> _Work required_
Instruction for the entries that follow: retype exactly the lines from the line with "return min;" to the line with "let u = 1.0", both included, and omit all others.

> _Records shown_
★ ★ ★ ★ ★ ★ ★
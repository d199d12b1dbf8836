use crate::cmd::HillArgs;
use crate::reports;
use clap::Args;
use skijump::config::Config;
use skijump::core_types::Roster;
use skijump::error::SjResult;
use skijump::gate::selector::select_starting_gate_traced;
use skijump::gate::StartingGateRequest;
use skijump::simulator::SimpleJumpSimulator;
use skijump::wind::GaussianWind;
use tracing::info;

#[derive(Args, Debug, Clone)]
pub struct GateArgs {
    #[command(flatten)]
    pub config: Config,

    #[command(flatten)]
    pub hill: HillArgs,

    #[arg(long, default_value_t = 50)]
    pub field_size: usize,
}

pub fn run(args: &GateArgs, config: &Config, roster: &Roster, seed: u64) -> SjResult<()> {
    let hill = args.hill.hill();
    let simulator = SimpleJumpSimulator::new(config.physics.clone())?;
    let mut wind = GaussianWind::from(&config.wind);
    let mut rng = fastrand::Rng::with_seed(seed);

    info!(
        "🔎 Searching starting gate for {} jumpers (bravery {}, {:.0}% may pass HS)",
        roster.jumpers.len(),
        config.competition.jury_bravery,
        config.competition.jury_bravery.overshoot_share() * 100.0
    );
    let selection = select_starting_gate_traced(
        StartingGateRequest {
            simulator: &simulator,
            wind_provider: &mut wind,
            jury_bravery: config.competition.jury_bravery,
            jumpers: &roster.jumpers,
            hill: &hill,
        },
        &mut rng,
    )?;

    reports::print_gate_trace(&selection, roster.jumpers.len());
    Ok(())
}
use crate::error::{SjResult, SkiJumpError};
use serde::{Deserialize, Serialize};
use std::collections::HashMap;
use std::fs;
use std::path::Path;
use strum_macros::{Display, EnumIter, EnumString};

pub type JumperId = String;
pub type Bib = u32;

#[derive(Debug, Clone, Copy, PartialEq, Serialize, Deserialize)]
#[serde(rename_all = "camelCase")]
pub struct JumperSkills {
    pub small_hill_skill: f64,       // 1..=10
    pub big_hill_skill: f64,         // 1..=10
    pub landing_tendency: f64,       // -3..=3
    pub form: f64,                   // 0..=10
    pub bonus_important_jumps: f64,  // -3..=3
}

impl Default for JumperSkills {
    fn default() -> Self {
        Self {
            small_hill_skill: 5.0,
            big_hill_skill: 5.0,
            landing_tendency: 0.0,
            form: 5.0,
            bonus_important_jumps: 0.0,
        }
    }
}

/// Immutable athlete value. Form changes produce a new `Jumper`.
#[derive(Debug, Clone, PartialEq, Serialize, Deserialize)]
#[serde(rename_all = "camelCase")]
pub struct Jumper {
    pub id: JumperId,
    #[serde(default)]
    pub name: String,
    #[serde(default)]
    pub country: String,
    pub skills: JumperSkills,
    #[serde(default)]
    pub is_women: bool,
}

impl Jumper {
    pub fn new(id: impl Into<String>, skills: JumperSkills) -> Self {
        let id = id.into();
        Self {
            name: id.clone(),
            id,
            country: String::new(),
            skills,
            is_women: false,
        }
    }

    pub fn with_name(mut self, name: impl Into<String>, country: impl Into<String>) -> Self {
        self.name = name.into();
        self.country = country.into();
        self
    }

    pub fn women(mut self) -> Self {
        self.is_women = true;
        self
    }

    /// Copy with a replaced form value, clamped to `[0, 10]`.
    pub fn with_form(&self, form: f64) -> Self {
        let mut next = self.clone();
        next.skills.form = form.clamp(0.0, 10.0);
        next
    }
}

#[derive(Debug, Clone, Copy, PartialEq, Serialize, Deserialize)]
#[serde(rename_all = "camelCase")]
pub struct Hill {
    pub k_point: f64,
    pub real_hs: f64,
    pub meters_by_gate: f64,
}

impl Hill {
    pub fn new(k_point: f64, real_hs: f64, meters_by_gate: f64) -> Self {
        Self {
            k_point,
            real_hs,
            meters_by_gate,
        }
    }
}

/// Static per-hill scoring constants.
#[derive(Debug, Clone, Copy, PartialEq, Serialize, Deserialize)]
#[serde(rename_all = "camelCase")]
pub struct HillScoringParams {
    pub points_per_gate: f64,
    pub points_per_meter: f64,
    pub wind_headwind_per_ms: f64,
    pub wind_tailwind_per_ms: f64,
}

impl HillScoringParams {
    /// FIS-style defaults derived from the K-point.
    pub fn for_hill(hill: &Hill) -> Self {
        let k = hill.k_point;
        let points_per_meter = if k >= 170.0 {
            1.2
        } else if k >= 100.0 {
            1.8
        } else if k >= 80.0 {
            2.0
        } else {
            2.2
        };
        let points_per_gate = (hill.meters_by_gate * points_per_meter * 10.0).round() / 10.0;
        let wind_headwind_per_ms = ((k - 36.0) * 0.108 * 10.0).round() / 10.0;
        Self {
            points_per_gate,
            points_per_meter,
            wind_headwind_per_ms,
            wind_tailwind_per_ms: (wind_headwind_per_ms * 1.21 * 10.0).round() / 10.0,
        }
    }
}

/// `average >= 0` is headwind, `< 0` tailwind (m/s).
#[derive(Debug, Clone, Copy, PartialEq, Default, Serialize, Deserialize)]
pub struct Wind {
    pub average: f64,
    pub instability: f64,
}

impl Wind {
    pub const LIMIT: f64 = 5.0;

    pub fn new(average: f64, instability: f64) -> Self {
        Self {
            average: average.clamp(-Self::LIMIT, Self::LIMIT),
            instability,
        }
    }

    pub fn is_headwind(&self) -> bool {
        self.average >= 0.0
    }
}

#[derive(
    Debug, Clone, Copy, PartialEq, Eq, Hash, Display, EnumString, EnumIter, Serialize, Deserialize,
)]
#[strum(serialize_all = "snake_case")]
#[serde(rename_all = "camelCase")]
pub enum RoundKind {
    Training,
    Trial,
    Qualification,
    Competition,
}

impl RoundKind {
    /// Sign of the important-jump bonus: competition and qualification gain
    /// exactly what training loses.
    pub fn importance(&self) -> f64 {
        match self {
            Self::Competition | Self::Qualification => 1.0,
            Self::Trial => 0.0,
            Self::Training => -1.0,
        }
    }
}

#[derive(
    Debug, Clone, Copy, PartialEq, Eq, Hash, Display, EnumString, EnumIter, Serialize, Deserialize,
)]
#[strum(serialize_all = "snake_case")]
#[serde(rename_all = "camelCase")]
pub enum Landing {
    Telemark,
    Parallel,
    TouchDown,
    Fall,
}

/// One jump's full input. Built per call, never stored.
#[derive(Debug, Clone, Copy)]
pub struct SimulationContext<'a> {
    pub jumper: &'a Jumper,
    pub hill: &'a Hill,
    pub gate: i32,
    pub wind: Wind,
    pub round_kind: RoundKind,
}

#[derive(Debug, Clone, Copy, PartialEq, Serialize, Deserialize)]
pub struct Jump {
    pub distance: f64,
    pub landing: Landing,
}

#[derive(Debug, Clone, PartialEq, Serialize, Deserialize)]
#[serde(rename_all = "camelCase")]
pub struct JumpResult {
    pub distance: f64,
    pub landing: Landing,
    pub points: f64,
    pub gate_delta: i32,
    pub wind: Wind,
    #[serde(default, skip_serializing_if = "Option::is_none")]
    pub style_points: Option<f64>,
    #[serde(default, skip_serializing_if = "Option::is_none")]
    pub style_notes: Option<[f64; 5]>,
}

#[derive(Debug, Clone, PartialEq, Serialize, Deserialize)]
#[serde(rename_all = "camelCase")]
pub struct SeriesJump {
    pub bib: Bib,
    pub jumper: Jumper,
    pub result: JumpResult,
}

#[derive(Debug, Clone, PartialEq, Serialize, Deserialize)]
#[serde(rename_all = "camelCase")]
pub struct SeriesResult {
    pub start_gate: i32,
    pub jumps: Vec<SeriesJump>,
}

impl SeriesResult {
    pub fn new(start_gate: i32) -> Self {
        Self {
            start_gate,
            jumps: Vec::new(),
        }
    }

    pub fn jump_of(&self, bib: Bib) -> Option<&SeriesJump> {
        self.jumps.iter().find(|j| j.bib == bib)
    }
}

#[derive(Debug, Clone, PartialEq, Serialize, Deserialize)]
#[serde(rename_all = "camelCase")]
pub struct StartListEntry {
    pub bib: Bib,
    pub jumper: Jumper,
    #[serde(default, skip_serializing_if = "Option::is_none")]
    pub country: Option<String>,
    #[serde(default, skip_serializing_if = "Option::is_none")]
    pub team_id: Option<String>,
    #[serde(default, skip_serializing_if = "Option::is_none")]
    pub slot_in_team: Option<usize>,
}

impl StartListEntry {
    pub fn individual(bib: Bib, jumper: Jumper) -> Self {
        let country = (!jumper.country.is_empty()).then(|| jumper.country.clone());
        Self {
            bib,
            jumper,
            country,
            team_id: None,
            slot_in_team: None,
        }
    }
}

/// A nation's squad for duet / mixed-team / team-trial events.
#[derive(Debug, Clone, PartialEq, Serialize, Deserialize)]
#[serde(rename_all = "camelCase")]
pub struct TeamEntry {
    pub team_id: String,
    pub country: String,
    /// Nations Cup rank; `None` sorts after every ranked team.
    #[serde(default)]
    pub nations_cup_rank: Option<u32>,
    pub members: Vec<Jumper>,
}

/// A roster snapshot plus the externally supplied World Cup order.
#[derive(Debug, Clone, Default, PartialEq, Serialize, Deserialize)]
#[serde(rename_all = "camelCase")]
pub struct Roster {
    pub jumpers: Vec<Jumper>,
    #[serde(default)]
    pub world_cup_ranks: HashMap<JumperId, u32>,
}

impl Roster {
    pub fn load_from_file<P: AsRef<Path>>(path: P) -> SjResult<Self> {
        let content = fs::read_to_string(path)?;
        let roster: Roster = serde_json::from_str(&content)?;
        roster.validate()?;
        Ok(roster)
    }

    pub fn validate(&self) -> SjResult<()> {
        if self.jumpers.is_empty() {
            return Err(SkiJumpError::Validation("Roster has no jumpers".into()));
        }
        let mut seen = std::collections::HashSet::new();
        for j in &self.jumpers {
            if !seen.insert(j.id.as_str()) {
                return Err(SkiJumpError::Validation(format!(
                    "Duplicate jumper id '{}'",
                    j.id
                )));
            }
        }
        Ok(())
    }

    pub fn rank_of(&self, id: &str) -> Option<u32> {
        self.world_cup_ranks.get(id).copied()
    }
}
★ ★ ★ ★ ★ ★ ★
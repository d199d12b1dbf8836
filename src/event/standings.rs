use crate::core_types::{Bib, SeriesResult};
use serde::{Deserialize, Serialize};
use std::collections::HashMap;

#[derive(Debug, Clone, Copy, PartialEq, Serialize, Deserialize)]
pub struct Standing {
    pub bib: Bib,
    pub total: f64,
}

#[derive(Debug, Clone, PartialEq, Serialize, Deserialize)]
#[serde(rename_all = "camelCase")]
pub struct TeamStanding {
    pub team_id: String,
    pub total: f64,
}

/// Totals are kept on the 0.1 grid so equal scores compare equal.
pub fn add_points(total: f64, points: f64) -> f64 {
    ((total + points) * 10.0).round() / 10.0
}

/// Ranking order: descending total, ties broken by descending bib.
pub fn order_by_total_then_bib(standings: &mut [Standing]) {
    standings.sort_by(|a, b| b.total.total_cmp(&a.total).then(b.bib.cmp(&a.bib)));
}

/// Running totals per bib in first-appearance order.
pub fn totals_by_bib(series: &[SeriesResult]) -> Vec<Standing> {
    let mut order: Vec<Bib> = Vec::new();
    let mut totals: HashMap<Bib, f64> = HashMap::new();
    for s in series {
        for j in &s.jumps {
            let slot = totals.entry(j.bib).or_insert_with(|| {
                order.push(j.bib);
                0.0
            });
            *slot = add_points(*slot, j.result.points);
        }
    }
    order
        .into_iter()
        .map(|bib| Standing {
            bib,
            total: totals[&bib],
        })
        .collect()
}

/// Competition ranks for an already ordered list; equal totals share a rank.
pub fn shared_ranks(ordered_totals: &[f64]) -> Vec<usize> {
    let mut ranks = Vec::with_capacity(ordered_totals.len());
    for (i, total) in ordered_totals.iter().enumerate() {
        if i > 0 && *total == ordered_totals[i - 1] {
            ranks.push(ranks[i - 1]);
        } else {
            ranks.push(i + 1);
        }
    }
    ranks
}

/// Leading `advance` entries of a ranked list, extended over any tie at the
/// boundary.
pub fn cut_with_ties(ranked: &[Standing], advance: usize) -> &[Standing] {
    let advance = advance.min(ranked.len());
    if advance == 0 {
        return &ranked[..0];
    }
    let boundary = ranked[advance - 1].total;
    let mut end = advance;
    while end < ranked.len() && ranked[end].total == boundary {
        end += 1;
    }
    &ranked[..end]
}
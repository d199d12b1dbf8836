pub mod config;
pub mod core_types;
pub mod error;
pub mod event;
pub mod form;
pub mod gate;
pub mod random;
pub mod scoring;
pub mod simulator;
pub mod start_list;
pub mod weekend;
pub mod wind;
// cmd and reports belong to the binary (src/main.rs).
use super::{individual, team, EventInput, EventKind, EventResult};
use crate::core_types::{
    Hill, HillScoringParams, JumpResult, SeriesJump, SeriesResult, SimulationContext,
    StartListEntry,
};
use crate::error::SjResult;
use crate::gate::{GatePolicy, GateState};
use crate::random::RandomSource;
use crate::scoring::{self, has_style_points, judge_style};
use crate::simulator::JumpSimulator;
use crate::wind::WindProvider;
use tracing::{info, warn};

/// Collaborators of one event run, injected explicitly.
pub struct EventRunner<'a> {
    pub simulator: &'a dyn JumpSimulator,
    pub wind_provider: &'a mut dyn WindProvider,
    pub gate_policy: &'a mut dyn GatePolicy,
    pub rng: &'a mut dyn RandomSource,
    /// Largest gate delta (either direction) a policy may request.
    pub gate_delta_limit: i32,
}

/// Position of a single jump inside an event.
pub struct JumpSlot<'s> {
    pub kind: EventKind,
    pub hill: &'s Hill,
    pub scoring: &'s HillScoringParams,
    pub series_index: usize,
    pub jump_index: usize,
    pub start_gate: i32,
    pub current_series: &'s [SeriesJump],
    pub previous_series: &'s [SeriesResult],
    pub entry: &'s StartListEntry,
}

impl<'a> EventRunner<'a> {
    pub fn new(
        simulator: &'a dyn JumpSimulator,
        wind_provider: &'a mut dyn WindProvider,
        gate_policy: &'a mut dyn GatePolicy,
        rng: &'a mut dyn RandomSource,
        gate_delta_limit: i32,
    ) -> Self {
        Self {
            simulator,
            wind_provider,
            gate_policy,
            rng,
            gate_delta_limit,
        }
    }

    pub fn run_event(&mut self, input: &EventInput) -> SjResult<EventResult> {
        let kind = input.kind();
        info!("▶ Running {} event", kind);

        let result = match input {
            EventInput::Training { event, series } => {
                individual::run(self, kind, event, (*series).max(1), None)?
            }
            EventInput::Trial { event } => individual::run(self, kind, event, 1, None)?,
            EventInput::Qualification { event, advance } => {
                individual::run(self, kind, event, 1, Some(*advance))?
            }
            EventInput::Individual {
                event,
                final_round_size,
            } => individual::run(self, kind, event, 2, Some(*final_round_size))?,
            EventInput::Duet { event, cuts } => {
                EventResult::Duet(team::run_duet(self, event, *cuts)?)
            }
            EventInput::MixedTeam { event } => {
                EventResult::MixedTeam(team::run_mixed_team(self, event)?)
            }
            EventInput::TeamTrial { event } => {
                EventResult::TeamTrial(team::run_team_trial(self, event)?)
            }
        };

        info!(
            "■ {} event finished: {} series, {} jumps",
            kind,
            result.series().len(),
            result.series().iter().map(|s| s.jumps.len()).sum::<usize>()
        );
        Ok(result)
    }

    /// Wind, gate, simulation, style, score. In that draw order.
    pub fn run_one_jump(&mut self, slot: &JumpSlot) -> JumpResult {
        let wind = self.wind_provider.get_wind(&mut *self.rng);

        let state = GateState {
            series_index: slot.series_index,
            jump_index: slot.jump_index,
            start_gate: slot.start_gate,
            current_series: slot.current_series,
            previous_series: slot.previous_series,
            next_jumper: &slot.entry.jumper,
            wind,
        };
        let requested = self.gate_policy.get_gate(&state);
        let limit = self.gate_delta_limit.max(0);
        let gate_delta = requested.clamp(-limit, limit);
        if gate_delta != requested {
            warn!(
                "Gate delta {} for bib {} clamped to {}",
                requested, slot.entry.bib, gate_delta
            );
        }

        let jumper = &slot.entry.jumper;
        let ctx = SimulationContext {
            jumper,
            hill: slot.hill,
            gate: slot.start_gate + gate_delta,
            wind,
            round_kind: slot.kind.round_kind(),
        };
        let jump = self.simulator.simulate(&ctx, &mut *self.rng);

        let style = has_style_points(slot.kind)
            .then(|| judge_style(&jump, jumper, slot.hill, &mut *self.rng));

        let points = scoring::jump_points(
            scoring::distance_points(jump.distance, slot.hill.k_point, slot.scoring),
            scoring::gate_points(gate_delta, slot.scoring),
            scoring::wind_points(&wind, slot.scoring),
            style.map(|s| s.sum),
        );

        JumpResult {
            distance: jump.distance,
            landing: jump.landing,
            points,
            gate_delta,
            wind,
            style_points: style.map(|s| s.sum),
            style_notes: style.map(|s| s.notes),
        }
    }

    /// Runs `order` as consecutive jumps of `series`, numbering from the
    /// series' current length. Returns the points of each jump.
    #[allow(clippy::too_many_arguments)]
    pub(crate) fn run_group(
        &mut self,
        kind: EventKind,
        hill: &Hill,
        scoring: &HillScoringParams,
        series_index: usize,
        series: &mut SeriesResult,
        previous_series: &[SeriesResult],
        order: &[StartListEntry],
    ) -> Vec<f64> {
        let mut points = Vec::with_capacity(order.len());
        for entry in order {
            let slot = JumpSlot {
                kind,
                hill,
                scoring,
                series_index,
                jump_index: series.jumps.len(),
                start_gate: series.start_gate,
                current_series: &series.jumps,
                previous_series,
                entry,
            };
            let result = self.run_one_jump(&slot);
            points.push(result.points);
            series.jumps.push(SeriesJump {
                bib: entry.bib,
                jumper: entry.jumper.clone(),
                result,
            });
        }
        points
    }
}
★ ★ ★ ★ ★ ★ ★
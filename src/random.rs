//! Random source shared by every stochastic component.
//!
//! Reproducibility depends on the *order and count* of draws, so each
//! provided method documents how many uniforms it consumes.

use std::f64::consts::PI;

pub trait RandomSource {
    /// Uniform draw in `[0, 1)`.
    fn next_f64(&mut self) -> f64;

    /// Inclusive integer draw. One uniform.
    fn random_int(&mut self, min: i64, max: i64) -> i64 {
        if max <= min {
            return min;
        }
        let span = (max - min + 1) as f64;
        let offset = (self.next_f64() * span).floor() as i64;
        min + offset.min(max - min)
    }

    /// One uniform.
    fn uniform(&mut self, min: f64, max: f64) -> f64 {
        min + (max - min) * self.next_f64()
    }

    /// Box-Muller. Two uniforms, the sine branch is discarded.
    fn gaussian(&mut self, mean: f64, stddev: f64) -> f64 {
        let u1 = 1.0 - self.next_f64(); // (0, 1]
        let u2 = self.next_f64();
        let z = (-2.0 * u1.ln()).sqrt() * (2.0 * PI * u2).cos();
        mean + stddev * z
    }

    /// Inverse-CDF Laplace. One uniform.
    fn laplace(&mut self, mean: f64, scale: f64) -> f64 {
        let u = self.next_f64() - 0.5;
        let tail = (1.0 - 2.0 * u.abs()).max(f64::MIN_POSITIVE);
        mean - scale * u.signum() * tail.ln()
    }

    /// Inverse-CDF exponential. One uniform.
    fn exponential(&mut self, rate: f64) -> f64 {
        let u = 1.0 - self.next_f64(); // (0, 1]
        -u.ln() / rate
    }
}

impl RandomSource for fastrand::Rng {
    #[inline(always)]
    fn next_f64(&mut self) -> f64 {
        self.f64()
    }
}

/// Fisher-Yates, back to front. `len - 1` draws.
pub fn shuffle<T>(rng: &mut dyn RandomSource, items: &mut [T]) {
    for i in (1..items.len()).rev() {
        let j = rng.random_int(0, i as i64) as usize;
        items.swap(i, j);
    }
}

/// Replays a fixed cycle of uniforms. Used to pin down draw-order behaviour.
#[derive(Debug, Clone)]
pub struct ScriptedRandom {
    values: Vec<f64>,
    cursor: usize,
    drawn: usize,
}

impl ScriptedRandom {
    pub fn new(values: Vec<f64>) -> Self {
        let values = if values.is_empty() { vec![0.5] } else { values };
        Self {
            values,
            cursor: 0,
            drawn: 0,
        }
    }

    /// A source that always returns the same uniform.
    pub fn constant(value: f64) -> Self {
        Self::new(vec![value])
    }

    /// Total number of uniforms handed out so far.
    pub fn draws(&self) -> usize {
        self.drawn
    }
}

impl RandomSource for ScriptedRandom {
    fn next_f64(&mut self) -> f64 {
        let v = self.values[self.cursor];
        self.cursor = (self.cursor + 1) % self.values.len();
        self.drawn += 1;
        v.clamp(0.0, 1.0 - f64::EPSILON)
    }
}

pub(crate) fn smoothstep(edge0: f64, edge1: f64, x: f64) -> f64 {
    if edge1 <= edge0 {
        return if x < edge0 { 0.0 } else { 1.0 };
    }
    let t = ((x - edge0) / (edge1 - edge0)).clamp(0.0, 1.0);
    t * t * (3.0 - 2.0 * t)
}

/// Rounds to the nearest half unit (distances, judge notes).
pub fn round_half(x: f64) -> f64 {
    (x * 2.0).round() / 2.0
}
★ ★ ★ ★ ★ ★ ★
> _Task result_
            return min;
        }
        let span = (max - min + 1) as f64;
        let offset = (self.next_f64() * span).floor() as i64;
        min + offset.min(max - min)
    }

    /// One uniform.
    fn uniform(&mut self, min: f64, max: f64) -> f64 {
        min + (max - min) * self.next_f64()
    }

    /// Box-Muller. Two uniforms, the sine branch is discarded.
    fn gaussian(&mut self, mean: f64, stddev: f64) -> f64 {
        let u1 = 1.0 - self.next_f64(); // (0, 1]
        let u2 = self.next_f64();
        let z = (-2.0 * u1.ln()).sqrt() * (2.0 * PI * u2).cos();
        mean + stddev * z
    }

    /// Inverse-CDF Laplace. One uniform.
    fn laplace(&mut self, mean: f64, scale: f64) -> f64 {
        let u = self.next_f64() - 0.5;
        let tail = (1.0 - 2.0 * u.abs()).max(f64::MIN_POSITIVE);
        mean - scale * u.signum() * tail.ln()
    }

    /// Inverse-CDF exponential. One uniform.
    fn exponential(&mut self, rate: f64) -> f64 {
        let u = 1.0 - self.next_f64(); // (0, 1]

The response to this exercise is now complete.